### The task
All lines in the material containing the word "dependency" need to be copied.
--- Provided records Enclosed Below ---
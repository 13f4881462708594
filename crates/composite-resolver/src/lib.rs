//! Composite resolution engine
//!
//! Given the descriptors of `composite-model`, computes once per composite:
//!
//! - which mixin backs each exposed capability (`mixin`)
//! - the ordered interceptor chain around each method (`chain`)
//! - how every dependency slot is filled (`dependency`, `provider`)
//!
//! The result is an immutable `ResolvedComposite`, cached by the
//! `ResolutionEngine` so concurrent callers share a single computation.
//! Executing a plan is left to the caller.

pub mod cache;
pub mod chain;
pub mod config;
pub mod dependency;
pub mod engine;
pub mod error;
pub mod graph;
pub mod logging;
pub mod mixin;
pub mod provider;
pub mod resolved;
pub mod settings;

pub use chain::{InterceptorChainBuilder, MethodPlan};
pub use config::{CatalogConfig, LoadedCatalog, load_catalog};
pub use dependency::{DependencyResolver, SlotBinding};
pub use engine::ResolutionEngine;
pub use error::ResolutionError;
pub use graph::{CycleError, UsageGraph};
pub use logging::LoggingSettings;
pub use mixin::{BindingOrigin, MixinBinding, MixinResolver};
pub use provider::{
    ExternalService, Provider, ProviderOrigin, ProviderRegistry, ProviderRequest,
    StaticProviderRegistry,
};
pub use resolved::{CompositePlan, ResolvedComposite};
pub use settings::ResolverSettings;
--- End of Enclosed Provided records ---
### Answer section
//! - how every dependency slot is filled (`dependency`, `provider`)
pub mod dependency;
pub use dependency::{DependencyResolver, SlotBinding};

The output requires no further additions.